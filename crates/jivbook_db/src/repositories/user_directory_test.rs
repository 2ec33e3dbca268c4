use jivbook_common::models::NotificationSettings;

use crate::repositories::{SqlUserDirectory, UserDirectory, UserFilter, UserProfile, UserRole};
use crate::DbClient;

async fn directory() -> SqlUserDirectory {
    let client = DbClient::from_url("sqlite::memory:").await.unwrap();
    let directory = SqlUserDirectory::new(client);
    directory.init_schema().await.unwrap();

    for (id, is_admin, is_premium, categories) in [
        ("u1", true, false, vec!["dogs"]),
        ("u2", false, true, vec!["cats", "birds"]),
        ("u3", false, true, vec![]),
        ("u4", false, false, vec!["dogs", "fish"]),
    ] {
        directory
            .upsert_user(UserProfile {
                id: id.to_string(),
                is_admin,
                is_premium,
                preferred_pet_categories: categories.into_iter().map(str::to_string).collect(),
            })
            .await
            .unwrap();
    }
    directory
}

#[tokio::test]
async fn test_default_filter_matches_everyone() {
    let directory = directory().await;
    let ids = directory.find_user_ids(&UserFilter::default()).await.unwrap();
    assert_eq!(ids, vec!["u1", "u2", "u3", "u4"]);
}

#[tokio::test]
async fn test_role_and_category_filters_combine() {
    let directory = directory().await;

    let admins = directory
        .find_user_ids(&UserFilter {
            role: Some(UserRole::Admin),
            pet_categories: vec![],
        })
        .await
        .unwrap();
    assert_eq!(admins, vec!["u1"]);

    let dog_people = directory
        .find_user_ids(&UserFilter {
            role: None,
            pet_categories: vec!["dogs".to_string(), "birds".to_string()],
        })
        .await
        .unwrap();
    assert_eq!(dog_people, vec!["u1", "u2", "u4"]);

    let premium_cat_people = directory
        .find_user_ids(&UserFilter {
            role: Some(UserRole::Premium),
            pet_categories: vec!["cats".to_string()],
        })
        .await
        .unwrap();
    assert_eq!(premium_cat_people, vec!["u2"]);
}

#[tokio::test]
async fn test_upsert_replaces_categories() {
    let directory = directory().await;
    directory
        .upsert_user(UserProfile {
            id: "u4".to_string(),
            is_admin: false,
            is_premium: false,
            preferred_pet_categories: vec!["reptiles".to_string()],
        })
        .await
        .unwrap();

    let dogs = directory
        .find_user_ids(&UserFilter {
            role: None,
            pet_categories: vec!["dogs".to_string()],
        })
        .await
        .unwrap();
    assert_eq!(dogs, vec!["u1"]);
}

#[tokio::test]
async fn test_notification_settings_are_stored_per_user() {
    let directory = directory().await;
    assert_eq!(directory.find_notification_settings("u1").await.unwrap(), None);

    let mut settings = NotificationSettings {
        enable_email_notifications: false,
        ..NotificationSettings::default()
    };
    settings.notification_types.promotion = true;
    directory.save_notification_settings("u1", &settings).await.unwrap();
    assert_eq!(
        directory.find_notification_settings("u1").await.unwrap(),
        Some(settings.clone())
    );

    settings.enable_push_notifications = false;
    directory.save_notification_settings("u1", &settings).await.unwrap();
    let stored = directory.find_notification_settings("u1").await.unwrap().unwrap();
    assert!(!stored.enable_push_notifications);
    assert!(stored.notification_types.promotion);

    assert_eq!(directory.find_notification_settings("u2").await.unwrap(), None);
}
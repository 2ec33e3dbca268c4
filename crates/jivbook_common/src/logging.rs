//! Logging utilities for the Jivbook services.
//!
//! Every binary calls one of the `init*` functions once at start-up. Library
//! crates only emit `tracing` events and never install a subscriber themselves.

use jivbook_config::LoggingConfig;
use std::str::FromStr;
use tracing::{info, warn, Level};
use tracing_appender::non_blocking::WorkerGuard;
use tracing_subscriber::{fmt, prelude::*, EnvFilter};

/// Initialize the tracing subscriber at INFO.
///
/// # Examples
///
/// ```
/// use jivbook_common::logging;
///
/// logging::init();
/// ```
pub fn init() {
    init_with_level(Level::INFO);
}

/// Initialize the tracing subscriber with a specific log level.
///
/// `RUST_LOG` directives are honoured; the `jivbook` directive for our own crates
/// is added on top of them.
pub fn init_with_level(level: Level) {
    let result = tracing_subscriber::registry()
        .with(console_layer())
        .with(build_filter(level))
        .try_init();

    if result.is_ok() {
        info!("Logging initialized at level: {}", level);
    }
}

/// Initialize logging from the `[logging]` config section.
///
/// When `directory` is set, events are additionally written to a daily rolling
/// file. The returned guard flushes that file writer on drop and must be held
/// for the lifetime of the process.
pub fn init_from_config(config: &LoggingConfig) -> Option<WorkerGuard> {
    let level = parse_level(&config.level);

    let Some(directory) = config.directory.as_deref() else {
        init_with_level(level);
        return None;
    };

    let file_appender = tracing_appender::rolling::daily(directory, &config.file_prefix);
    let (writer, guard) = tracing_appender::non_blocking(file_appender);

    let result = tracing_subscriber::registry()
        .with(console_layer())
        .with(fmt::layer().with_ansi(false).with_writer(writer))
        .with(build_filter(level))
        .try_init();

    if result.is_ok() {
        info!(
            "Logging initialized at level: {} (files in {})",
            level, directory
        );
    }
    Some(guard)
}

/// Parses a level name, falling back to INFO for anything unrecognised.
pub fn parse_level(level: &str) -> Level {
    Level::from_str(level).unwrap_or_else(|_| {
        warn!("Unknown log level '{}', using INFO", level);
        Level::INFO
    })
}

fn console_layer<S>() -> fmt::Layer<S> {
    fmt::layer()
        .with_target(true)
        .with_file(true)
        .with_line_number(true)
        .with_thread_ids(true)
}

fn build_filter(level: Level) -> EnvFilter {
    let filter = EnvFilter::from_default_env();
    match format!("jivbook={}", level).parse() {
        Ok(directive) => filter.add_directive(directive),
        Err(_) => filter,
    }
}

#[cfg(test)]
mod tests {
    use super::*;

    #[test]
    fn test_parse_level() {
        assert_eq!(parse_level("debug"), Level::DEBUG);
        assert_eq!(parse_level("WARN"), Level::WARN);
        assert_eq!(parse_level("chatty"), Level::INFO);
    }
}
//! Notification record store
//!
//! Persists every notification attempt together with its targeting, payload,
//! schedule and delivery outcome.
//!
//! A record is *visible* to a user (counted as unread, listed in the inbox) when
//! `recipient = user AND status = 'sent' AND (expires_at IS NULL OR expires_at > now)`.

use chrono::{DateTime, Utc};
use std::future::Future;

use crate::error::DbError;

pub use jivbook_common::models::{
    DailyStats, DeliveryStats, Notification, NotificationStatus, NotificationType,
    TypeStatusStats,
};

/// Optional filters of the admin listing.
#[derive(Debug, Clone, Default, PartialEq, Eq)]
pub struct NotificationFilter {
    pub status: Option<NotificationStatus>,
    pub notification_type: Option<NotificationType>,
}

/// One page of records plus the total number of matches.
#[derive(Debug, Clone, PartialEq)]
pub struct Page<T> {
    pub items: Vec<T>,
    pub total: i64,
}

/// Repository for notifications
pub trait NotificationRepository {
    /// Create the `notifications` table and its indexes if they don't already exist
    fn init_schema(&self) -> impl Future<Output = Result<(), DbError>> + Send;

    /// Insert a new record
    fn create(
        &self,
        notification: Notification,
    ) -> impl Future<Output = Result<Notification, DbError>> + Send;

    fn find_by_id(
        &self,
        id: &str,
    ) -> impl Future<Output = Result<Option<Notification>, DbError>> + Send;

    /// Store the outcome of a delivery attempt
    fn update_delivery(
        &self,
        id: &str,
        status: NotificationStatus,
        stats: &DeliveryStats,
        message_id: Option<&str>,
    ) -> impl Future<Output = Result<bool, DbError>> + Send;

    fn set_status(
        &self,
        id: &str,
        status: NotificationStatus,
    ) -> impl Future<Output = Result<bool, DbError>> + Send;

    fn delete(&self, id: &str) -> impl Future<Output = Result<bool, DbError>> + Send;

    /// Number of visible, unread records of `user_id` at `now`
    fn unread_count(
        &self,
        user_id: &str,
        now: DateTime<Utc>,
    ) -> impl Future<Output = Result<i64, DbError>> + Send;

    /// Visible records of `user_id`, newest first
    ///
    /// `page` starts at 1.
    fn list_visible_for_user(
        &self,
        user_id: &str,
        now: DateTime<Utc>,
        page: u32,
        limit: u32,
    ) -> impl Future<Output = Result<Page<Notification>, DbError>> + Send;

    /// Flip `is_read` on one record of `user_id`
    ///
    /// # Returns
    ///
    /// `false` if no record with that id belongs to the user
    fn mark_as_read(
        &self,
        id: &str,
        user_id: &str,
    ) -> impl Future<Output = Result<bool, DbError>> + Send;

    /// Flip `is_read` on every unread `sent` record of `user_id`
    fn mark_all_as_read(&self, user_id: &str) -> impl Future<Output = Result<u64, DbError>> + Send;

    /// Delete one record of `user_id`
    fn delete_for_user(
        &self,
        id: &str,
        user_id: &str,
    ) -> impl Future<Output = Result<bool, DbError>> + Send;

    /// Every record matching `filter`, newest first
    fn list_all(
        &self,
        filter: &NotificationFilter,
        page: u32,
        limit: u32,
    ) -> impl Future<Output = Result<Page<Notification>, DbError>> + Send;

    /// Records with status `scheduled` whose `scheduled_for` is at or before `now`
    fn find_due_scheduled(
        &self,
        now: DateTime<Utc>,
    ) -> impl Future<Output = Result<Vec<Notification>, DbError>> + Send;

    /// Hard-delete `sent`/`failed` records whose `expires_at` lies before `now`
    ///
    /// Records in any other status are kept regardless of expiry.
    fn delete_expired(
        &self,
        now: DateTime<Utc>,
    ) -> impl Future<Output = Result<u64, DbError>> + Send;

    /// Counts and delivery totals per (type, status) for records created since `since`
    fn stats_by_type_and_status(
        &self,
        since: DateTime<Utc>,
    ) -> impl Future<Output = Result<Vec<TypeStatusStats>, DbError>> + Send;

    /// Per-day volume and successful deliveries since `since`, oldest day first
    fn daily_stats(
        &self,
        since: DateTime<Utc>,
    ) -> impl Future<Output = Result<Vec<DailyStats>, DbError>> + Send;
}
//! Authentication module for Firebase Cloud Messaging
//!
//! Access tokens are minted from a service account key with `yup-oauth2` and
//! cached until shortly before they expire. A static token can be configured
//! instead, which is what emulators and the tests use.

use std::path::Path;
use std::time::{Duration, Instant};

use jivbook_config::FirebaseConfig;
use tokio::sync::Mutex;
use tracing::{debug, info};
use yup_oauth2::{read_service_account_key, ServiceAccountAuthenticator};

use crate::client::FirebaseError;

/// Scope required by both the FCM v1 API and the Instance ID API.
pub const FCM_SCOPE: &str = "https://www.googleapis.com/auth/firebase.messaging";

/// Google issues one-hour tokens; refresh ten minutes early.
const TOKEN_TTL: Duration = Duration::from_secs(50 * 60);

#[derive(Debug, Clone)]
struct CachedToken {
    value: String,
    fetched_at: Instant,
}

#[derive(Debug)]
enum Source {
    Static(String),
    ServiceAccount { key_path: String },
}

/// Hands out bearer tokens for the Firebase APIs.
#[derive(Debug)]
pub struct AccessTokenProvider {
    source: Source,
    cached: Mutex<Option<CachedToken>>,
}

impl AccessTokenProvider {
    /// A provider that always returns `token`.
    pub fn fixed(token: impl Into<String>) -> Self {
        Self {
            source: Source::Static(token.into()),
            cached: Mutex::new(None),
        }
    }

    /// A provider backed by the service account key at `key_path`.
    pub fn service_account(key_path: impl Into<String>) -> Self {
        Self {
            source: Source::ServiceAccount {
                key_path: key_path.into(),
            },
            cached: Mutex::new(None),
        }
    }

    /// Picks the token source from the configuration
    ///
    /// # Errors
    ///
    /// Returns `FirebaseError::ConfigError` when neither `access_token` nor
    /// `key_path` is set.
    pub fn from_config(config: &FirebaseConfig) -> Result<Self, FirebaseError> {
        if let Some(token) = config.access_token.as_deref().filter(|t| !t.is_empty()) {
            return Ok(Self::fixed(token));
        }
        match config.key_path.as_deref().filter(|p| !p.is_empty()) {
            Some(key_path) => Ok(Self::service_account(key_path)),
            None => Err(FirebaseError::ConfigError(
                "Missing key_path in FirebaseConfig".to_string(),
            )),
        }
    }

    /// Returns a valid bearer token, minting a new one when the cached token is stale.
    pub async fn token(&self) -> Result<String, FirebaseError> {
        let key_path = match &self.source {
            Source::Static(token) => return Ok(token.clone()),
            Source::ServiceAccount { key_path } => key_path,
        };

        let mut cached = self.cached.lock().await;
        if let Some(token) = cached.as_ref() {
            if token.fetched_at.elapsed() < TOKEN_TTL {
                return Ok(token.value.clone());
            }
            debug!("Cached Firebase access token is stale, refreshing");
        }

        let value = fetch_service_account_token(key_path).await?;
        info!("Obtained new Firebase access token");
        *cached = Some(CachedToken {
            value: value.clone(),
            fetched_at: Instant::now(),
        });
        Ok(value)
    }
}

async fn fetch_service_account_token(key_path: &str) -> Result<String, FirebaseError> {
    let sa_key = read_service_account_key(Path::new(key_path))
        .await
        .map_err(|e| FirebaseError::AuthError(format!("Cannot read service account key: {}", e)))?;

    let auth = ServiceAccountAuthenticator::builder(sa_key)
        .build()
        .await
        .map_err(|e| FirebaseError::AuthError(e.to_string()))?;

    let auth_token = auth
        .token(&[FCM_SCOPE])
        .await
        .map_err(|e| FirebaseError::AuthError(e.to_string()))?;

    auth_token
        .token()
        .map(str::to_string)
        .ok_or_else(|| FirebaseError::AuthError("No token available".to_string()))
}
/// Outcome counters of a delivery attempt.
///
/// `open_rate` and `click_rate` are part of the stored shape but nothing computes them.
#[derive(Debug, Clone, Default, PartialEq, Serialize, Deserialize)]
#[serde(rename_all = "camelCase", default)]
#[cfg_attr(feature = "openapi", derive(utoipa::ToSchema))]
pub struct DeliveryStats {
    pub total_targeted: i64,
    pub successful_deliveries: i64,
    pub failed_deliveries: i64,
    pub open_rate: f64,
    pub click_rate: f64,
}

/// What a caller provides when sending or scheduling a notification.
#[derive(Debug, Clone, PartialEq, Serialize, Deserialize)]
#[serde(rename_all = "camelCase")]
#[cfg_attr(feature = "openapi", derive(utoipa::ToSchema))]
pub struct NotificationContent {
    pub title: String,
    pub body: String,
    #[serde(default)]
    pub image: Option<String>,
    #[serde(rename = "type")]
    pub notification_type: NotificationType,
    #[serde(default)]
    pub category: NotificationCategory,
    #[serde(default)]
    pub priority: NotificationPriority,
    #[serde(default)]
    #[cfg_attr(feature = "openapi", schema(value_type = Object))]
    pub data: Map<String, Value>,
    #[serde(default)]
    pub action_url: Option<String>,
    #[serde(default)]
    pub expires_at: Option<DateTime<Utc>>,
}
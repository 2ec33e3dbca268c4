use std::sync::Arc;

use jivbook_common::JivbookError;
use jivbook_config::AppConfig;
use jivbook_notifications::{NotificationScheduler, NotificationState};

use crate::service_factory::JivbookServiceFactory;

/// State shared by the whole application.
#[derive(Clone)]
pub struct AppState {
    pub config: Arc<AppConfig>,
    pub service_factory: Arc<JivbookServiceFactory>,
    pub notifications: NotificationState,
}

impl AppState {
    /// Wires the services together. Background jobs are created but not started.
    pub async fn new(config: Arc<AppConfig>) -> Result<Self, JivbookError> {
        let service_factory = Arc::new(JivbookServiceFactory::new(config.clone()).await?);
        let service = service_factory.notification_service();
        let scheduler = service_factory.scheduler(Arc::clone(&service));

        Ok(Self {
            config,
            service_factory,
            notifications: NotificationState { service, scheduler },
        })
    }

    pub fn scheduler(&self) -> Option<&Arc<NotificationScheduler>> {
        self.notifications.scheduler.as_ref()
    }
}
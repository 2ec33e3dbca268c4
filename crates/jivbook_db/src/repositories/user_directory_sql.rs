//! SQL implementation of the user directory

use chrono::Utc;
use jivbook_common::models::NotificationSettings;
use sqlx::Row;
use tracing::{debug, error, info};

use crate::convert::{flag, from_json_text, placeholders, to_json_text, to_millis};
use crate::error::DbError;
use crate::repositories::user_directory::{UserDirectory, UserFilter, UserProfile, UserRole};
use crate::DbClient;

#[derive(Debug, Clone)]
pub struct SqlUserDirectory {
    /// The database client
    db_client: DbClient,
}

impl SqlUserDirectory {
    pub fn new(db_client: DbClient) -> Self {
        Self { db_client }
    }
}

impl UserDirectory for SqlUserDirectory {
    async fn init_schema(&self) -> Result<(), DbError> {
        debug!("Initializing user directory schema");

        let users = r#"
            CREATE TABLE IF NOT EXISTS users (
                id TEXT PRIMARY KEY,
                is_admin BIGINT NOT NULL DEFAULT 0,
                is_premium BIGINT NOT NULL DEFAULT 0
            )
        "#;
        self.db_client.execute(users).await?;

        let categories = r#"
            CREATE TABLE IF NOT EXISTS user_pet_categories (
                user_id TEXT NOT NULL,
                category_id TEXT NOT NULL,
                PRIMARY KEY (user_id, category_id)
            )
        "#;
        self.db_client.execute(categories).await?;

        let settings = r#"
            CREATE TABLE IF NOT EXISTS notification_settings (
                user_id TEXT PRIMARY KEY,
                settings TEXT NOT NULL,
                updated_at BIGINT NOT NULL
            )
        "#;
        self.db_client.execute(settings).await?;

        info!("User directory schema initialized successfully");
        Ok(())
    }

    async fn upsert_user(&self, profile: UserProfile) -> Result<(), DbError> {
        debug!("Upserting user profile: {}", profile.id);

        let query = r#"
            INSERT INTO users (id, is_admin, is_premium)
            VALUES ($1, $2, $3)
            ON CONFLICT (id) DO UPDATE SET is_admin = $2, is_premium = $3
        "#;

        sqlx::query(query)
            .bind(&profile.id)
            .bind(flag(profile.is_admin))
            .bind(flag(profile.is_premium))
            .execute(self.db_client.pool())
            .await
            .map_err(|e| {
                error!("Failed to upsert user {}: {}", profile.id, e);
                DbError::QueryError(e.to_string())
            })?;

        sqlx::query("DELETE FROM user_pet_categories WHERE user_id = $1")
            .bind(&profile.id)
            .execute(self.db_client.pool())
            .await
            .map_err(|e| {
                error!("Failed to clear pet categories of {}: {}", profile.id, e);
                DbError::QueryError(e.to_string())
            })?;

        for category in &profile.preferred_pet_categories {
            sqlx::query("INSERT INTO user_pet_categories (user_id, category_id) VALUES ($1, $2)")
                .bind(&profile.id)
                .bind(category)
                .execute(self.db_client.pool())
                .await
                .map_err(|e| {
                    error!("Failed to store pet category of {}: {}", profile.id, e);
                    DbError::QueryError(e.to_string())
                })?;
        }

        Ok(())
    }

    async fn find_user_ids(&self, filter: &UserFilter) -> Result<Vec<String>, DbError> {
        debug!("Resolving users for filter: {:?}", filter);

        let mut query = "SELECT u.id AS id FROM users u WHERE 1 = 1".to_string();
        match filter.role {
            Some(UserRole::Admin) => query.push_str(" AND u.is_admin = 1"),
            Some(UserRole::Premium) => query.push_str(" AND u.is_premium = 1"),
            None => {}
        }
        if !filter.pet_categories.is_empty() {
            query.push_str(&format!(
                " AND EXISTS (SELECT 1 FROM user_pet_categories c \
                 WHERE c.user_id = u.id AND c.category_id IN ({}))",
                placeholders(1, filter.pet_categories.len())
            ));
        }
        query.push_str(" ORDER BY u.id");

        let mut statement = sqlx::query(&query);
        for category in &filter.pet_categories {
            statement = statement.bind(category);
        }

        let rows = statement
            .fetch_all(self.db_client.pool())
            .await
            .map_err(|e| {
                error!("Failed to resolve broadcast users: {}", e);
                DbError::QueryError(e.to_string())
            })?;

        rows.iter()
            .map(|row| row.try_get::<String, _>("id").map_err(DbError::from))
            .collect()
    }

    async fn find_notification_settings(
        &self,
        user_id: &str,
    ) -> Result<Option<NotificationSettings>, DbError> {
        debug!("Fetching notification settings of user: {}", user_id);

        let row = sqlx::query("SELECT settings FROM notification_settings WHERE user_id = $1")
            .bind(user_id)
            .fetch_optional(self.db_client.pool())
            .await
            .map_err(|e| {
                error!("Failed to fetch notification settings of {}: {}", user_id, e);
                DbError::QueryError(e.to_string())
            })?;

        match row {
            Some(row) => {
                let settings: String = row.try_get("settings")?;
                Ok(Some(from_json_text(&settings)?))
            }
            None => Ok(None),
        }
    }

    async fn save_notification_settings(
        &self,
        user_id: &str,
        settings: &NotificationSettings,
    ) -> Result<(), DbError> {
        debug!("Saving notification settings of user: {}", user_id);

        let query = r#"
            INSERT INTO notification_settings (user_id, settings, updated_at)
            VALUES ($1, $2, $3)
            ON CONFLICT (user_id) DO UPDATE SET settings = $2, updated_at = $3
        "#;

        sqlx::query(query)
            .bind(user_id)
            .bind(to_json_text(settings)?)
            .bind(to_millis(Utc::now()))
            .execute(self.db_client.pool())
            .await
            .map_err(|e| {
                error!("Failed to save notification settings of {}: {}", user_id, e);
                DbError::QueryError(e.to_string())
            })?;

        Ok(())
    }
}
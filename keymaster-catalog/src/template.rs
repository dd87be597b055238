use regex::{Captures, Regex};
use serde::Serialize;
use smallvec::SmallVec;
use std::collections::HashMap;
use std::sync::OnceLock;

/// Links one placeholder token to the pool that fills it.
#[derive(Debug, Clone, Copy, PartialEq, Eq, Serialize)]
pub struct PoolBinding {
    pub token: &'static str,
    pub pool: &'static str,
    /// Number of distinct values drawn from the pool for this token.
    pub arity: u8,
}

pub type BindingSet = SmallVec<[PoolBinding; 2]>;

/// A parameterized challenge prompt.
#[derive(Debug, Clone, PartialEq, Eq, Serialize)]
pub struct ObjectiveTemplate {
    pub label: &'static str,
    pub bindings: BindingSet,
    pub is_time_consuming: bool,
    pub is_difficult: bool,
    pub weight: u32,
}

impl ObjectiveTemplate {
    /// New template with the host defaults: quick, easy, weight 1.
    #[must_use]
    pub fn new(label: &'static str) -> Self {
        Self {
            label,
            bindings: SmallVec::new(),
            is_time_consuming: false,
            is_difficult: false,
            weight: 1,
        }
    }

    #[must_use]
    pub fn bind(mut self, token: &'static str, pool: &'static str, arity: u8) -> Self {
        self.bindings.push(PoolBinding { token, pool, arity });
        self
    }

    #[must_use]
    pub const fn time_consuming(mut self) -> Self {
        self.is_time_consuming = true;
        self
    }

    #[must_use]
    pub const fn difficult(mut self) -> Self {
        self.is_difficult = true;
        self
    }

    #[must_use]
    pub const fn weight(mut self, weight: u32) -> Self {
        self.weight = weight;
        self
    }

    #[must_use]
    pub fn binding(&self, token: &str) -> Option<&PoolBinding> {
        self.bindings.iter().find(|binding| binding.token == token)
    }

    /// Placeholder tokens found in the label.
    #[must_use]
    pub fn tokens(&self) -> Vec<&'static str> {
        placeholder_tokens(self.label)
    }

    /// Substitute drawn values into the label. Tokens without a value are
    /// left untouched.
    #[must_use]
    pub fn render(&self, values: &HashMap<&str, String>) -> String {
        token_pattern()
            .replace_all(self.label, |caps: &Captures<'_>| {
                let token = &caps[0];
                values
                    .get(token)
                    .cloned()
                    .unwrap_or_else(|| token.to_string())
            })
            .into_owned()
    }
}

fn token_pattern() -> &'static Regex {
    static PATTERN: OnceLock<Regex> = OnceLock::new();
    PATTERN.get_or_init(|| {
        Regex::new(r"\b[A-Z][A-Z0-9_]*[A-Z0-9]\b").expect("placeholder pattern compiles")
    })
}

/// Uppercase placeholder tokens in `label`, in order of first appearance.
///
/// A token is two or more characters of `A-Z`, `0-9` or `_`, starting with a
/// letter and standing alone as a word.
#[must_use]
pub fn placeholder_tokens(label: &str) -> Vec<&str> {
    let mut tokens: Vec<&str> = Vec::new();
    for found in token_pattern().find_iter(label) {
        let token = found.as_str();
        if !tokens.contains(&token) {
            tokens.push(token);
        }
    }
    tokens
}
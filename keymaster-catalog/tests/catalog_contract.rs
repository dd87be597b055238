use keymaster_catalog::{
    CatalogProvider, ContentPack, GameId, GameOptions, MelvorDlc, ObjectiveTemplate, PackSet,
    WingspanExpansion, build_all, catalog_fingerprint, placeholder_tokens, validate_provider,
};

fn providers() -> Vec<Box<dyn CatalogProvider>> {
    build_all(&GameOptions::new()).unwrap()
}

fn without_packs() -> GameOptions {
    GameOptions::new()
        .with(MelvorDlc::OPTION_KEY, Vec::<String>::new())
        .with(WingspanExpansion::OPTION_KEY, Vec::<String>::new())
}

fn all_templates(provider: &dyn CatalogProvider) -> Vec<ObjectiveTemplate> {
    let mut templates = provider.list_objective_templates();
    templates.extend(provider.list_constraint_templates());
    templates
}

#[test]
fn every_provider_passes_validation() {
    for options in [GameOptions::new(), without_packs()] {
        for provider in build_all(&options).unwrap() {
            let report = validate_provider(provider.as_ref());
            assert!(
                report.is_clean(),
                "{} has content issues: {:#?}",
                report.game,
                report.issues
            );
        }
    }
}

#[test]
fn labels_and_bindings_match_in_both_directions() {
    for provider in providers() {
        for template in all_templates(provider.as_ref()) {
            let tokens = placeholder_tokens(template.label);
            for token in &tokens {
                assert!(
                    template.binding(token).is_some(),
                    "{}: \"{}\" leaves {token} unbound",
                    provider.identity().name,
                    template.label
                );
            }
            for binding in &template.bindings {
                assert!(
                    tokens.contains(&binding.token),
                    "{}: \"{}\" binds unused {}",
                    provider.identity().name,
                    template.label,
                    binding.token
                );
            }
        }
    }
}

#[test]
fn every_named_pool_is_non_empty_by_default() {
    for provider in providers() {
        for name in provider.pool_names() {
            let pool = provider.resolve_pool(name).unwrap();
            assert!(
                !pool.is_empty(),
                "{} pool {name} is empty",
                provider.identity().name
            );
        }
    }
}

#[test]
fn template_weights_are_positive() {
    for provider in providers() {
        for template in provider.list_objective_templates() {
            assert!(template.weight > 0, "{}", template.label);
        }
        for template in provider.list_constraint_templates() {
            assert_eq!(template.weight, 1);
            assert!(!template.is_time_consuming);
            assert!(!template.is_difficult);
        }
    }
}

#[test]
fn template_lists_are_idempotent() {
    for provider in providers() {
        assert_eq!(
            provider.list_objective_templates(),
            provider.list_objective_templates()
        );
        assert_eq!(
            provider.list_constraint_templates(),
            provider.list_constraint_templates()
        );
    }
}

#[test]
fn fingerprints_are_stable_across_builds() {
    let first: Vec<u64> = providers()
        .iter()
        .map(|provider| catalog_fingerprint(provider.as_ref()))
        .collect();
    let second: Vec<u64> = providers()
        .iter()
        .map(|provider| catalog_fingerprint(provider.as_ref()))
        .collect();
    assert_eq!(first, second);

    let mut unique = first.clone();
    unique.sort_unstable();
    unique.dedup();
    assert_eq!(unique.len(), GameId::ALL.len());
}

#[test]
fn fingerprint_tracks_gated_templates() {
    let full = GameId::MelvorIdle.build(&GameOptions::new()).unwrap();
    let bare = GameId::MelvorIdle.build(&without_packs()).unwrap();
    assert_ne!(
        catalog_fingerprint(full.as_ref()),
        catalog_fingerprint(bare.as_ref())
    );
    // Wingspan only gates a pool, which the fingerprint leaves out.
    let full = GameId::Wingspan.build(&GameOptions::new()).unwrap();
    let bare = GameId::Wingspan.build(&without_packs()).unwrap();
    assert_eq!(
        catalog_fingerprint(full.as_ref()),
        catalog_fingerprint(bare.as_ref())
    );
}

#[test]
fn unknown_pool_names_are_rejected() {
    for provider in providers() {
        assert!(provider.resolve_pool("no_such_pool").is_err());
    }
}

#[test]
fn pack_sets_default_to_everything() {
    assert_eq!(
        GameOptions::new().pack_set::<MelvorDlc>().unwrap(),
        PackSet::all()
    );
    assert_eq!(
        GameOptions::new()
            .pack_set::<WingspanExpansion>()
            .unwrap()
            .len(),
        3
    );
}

═══

▶ **Instructions to follow**
Among the records above, repeat exactly the line with "if let Some(token) = config.access_token.as_deref().filter(|t|", the line with "match config.key_path.as_deref().filter(|p| !p.is_empty())", and every line in between, and only those.

▶ **Output of the exercise**
        if let Some(token) = config.access_token.as_deref().filter(|t| !t.is_empty()) {
            return Ok(Self::fixed(token));
        }
        match config.key_path.as_deref().filter(|p| !p.is_empty()) {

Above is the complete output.